“The elections should have been put off,” said the small avvocato. “We in Sicily have enough at this moment without that business; but no, the politicians care more about keeping their men in than about their distracted country, desolated, ruined by the most consummate disaster the world has seen!”

Grudgingly Teodoro’s father agreed; he would have preferred to disagree. A man of intelligence, feeling, sentiment, not a man of power.

He had a low forehead, dark, angry eyes, a swart color that showed Saracen descent. All his good qualities—I am sure there were many—were nullified by his volcanic temper, that without rhyme or reason burst forth, devastating the hour as an eruption of Etna blasts the lovely vineyards and olive groves, and turns them into burnt lands that produce nothing.

In the silence that followed, Teodoro’s gay lilting voice was heard imparting advice to Patsy.

“For Palermitan dishes? Go to the Ristorante Trinacria, order pasta con sarde, baccalà à ghiotto, melone d’inverno, zibibbi, a fiasco of Vino di Zucco—Ah, behold us arrived at Termini—here is made the best pasta (macaroni) in Sicilia.

At Trabia the little avvocato hopped briskly off the train and returned carefully carrying his bandana handkerchief filled with eggs.

“They cost a horror at Palermo; my wife always asks me this favor,” he explained, as he stowed away three dozen eggs in his lawyer’s bag.

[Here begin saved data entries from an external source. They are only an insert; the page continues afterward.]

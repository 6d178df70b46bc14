use std::time::Duration;
use thiserror::Error;

/// Global error type for the forking service.
#[derive(Error, Debug)]
pub enum ServiceError {
    /// The control socket could not be bound. Fatal at startup.
    #[error("Failed to bind control socket on {address}: {source}")]
    Bind {
        address: String,
        source: std::io::Error,
    },

    /// Underlying IO failure.
    #[error("IO error: {0}")]
    Io(#[from] std::io::Error),

    /// A raw system call (fork, mkfifo, waitpid, ...) failed.
    #[error("System call failed: {0}")]
    Sys(#[from] nix::errno::Errno),

    /// Layered settings could not be loaded or deserialized.
    #[error("Settings error: {0}")]
    Settings(#[from] ::config::ConfigError),

    /// Global logger configuration error.
    #[error("Logger error: {0}")]
    Logger(#[from] log::SetLoggerError),

    /// The supervisor did not reach `stopped` within the caller's timeout.
    #[error("Timed out after {0:?} waiting for the service to stop")]
    StopTimeout(Duration),

    /// The thread hosting the supervisor panicked.
    #[error("Supervisor thread panicked")]
    SupervisorPanicked,
}

/// A specialized Result type for service operations.
pub type Result<T> = std::result::Result<T, ServiceError>;
use std::fmt;
use std::path::PathBuf;
use std::str::FromStr;
use thiserror::Error;

pub const HELLO_RESPONSE: &str = "yep, still alive";
pub const QUIT_RESPONSE: &str = "quit command requested... exiting";
pub const FAILURE_PREFIX: &str = "FAILURE: ";

/// Why a request line could not be turned into a [`ControlCommand`].
///
/// The `Display` text is what the client sees after `FAILURE: `.
#[derive(Error, Debug, Clone, PartialEq, Eq)]
pub enum ProtocolError {
    #[error("empty request")]
    Empty,

    #[error("unknown command {0:?}")]
    UnknownCommand(String),

    #[error("{0} requires an integer argument")]
    MissingArgument(&'static str),

    #[error("invalid argument {0:?}, expected an integer")]
    InvalidArgument(String),

    #[error("unexpected arguments for {0}")]
    UnexpectedArguments(&'static str),

    #[error("request too long")]
    TooLong,

    #[error("request is not valid UTF-8")]
    NotUtf8,
}

/// A request sent over the control socket.
#[derive(Debug, Clone, Copy, PartialEq, Eq)]
pub enum ControlCommand {
    /// Heartbeat.
    Hello,
    /// Ask the service to stop accepting and drain.
    Quit,
    /// Spawn a worker with the given argument.
    Fork { argument: i64 },
}

impl ControlCommand {
    pub fn name(&self) -> &'static str {
        match self {
            ControlCommand::Hello => "hello",
            ControlCommand::Quit => "quit",
            ControlCommand::Fork { .. } => "fork",
        }
    }

    /// Wire form, newline terminated.
    pub fn to_line(&self) -> String {
        format!("{}\n", self)
    }
}

impl fmt::Display for ControlCommand {
    fn fmt(&self, f: &mut fmt::Formatter<'_>) -> fmt::Result {
        match self {
            ControlCommand::Fork { argument } => write!(f, "fork {}", argument),
            other => f.write_str(other.name()),
        }
    }
}

impl FromStr for ControlCommand {
    type Err = ProtocolError;

    /// Parses one request line.
    ///
    /// The command name runs up to the first whitespace and is matched exactly.
    /// Only a trailing `\n` or `\r\n` is stripped.
    fn from_str(line: &str) -> Result<Self, Self::Err> {
        let line = line.strip_suffix('\n').unwrap_or(line);
        let line = line.strip_suffix('\r').unwrap_or(line);
        if line.is_empty() {
            return Err(ProtocolError::Empty);
        }

        let (name, rest) = match line.split_once(char::is_whitespace) {
            Some((name, rest)) => (name, rest.trim()),
            None => (line, ""),
        };

        match name {
            "hello" if rest.is_empty() => Ok(ControlCommand::Hello),
            "hello" => Err(ProtocolError::UnexpectedArguments("hello")),
            "quit" if rest.is_empty() => Ok(ControlCommand::Quit),
            "quit" => Err(ProtocolError::UnexpectedArguments("quit")),
            "fork" => parse_fork_argument(rest).map(|argument| ControlCommand::Fork { argument }),
            other => Err(ProtocolError::UnknownCommand(other.to_string())),
        }
    }
}

fn parse_fork_argument(rest: &str) -> Result<i64, ProtocolError> {
    let mut tokens = rest.split_whitespace();
    let token = tokens.next().ok_or(ProtocolError::MissingArgument("fork"))?;
    if tokens.next().is_some() {
        return Err(ProtocolError::UnexpectedArguments("fork"));
    }
    token
        .parse()
        .map_err(|_| ProtocolError::InvalidArgument(token.to_string()))
}

/// A response line written back over the control socket.
#[derive(Debug, Clone, PartialEq, Eq)]
pub enum ControlResponse {
    /// Answer to `hello`.
    Alive,
    /// Answer to `quit`.
    Quitting,
    /// Answer to a successful `fork`: the worker directory.
    Forked(PathBuf),
    /// Anything that went wrong, with a reason.
    Failure(String),
}

impl ControlResponse {
    pub fn failure(reason: impl fmt::Display) -> Self {
        ControlResponse::Failure(reason.to_string())
    }

    pub fn is_failure(&self) -> bool {
        matches!(self, ControlResponse::Failure(_))
    }

    /// Wire form, newline terminated.
    pub fn to_line(&self) -> String {
        match self {
            ControlResponse::Alive => format!("{}\n", HELLO_RESPONSE),
            ControlResponse::Quitting => format!("{}\n", QUIT_RESPONSE),
            ControlResponse::Forked(path) => format!("{}\n", path.display()),
            ControlResponse::Failure(reason) => format!("{}{}\n", FAILURE_PREFIX, reason),
        }
    }

    /// Parses a response line. Any line that is neither a fixed answer nor a
    /// failure is taken to be a worker directory.
    pub fn parse(line: &str) -> Self {
        let line = line.strip_suffix('\n').unwrap_or(line);
        match line {
            HELLO_RESPONSE => ControlResponse::Alive,
            QUIT_RESPONSE => ControlResponse::Quitting,
            _ => match line.strip_prefix(FAILURE_PREFIX) {
                Some(reason) => ControlResponse::Failure(reason.to_string()),
                None if line.starts_with("FAILURE") => {
                    ControlResponse::Failure(line["FAILURE".len()..].trim().to_string())
                }
                None => ControlResponse::Forked(PathBuf::from(line)),
            },
        }
    }
}
use forking_core::fs::ChildPaths;
use log::{error, info, warn};
use nix::errno::Errno;
use nix::sys::wait::{waitpid, WaitPidFlag, WaitStatus};
use nix::unistd::Pid;
use std::collections::HashMap;
use std::path::Path;
use std::thread;
use std::time::{Duration, Instant};

/// A live worker: its pid, its pipe directory and the argument it was forked with.
#[derive(Debug, Clone, PartialEq, Eq)]
pub struct ChildHandle {
    pid: Pid,
    paths: ChildPaths,
    argument: i64,
}

impl ChildHandle {
    pub fn new(pid: Pid, paths: ChildPaths, argument: i64) -> Self {
        Self {
            pid,
            paths,
            argument,
        }
    }

    pub fn pid(&self) -> Pid {
        self.pid
    }

    pub fn argument(&self) -> i64 {
        self.argument
    }

    pub fn paths(&self) -> &ChildPaths {
        &self.paths
    }

    pub fn directory(&self) -> &Path {
        self.paths.directory()
    }

    pub fn stdin_fifo(&self) -> &Path {
        self.paths.stdin()
    }

    pub fn stdout_fifo(&self) -> &Path {
        self.paths.stdout()
    }

    pub fn stderr_fifo(&self) -> &Path {
        self.paths.stderr()
    }
}

/// Outcome of a drain.
#[derive(Debug, Default)]
pub struct DrainReport {
    /// Children reaped while draining.
    pub reaped: usize,
    /// Children still running when the timeout hit. Their directories are kept.
    pub remaining: Vec<ChildHandle>,
}

impl DrainReport {
    pub fn is_clean(&self) -> bool {
        self.remaining.is_empty()
    }
}

/// Tracks spawned workers and reaps them.
///
/// Owned by the supervisor thread, which is its only writer.
#[derive(Debug, Default)]
pub struct ChildRegistry {
    children: HashMap<Pid, ChildHandle>,
}

impl ChildRegistry {
    pub fn new() -> Self {
        Self::default()
    }

    pub fn register(&mut self, handle: ChildHandle) {
        info!(
            "Reaper: tracking child {} (argument {}) at {:?}",
            handle.pid(),
            handle.argument(),
            handle.directory()
        );
        self.children.insert(handle.pid(), handle);
    }

    pub fn unregister(&mut self, pid: Pid) -> Option<ChildHandle> {
        self.children.remove(&pid)
    }

    pub fn contains(&self, pid: Pid) -> bool {
        self.children.contains_key(&pid)
    }

    pub fn len(&self) -> usize {
        self.children.len()
    }

    pub fn is_empty(&self) -> bool {
        self.children.is_empty()
    }

    /// Non-blocking sweep: collects every child that has exited, removes it
    /// from the registry and deletes its directory.
    ///
    /// # Returns
    ///
    /// The handles of the children reaped by this call.
    pub fn reap_available(&mut self) -> Vec<ChildHandle> {
        let finished: Vec<Pid> = self
            .children
            .keys()
            .copied()
            .filter(|pid| Self::has_exited(*pid))
            .collect();

        finished
            .into_iter()
            .filter_map(|pid| self.children.remove(&pid))
            .inspect(|handle| {
                if let Err(e) = handle.paths().remove() {
                    warn!(
                        "Reaper: failed to remove {:?} of child {}: {}",
                        handle.directory(),
                        handle.pid(),
                        e
                    );
                }
            })
            .collect()
    }

    /// Waits for the registry to empty, polling every `interval`, for at most `timeout`.
    ///
    /// Children are never killed. Whatever is still running at the deadline is
    /// left to the OS and reported back. A `timeout` too large to represent
    /// as an instant means no deadline.
    pub fn drain(&mut self, interval: Duration, timeout: Duration) -> DrainReport {
        let deadline = Instant::now().checked_add(timeout);
        let mut reaped = 0;

        if !self.is_empty() {
            info!(
                "Reaper: waiting up to {:?} for {} children",
                timeout,
                self.len()
            );
        }

        loop {
            reaped += self.reap_available().len();
            if self.is_empty() {
                break;
            }

            let pause = match deadline {
                Some(deadline) => {
                    let now = Instant::now();
                    if now >= deadline {
                        warn!(
                            "Reaper: {} children still running after {:?}, giving up",
                            self.len(),
                            timeout
                        );
                        break;
                    }
                    interval.min(deadline - now)
                }
                None => interval,
            };
            thread::sleep(pause);
        }

        DrainReport {
            reaped,
            remaining: self.children.drain().map(|(_, handle)| handle).collect(),
        }
    }

    fn has_exited(pid: Pid) -> bool {
        match waitpid(pid, Some(WaitPidFlag::WNOHANG)) {
            Ok(WaitStatus::Exited(_, code)) => {
                info!("Reaper: child {} exited with status {}", pid, code);
                true
            }
            Ok(WaitStatus::Signaled(_, signal, _)) => {
                info!("Reaper: child {} killed by {:?}", pid, signal);
                true
            }
            Ok(_) => false,
            Err(Errno::ECHILD) => {
                warn!("Reaper: child {} is not ours to wait for anymore", pid);
                true
            }
            Err(e) => {
                error!("Reaper: waitpid({}) failed: {}", pid, e);
                false
            }
        }
    }
}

After Trabia our fellow travelers fell asleep worn out by much conversation, and we were left to enjoy the marvelous scenery as we approached the Conca d’Oro, the Golden Shell in whose midst stands Palermo, the old Panormus—all-haven—of the Greeks. The road runs between the mountains on the right and the sea on the left,—a narrow strip of land ’twixt yellow sands and gray-green hills. Now and then we caught a glimpse of some valley of paradise, with locust and Judas trees among the groves of oranges and lemons with their “golden lamps in a green night.” We passed many Saracen water-wheels with irrigating trenches running through fertile fields. Between the exquisite airy blue hills that jut out into the sea and the emerald valleys, the way crossed many torrenti, dry stony water-courses descending from the mountains to the shore. These torrenti (the first we saw was the Torrente Zaera at Messina) are characteristic of Sicily. For a short time in early summer, when the snows on Etna and the Madonia mountains are melting, there is water in them, but for the greater part of the year they are empty ravines. J. saw them used in turn for roads—he even went through one in an automobile—for stone quarries, for gravel and sand pits, and for the washing and drying of clothes.

Sicily, the granary of the Romans, still bears three simultaneous crops in the neighborhood of Palermo. We saw olive groves planted with grape vines and wheat,—all three seeming to thrive. The suicidal destruction of the forests has had the same terrific effect upon Sicily that we saw in Spain, that we see today in the United States. After the arid, poorly cultivated regions we had passed through, it was comforting to rest our eyes on the lovely verdure, that, thanks to the Arabs, still surrounds Palermo. The innumerable wells, pumping machines, norias, the astonishing richness of the soil, reminded us at every step of Granada, the lost paradise of the Moor. Here, in the Conca d’Oro, as in Granada, the labor of those truly great agriculturalists, the Arabs, still beautifies and enriches the land they loved.

Looking down upon the Golden Shell from a height, the plain seems literally paved with the gold of oranges, lemons, mandarins and citrons. It is one immense continuous fruit grove of the orange tribe, intermixed with Japanese medlars, mulberries, almonds, figs and olives. The Conca d’Oro takes its name not only from its extraordinary fertility, but from its shape. Behind Palermo the airy mountains draw together, the plain narrows almost to a vanishing point; as it approaches the sea it widens out into what is variously called a shell or a cornucopia.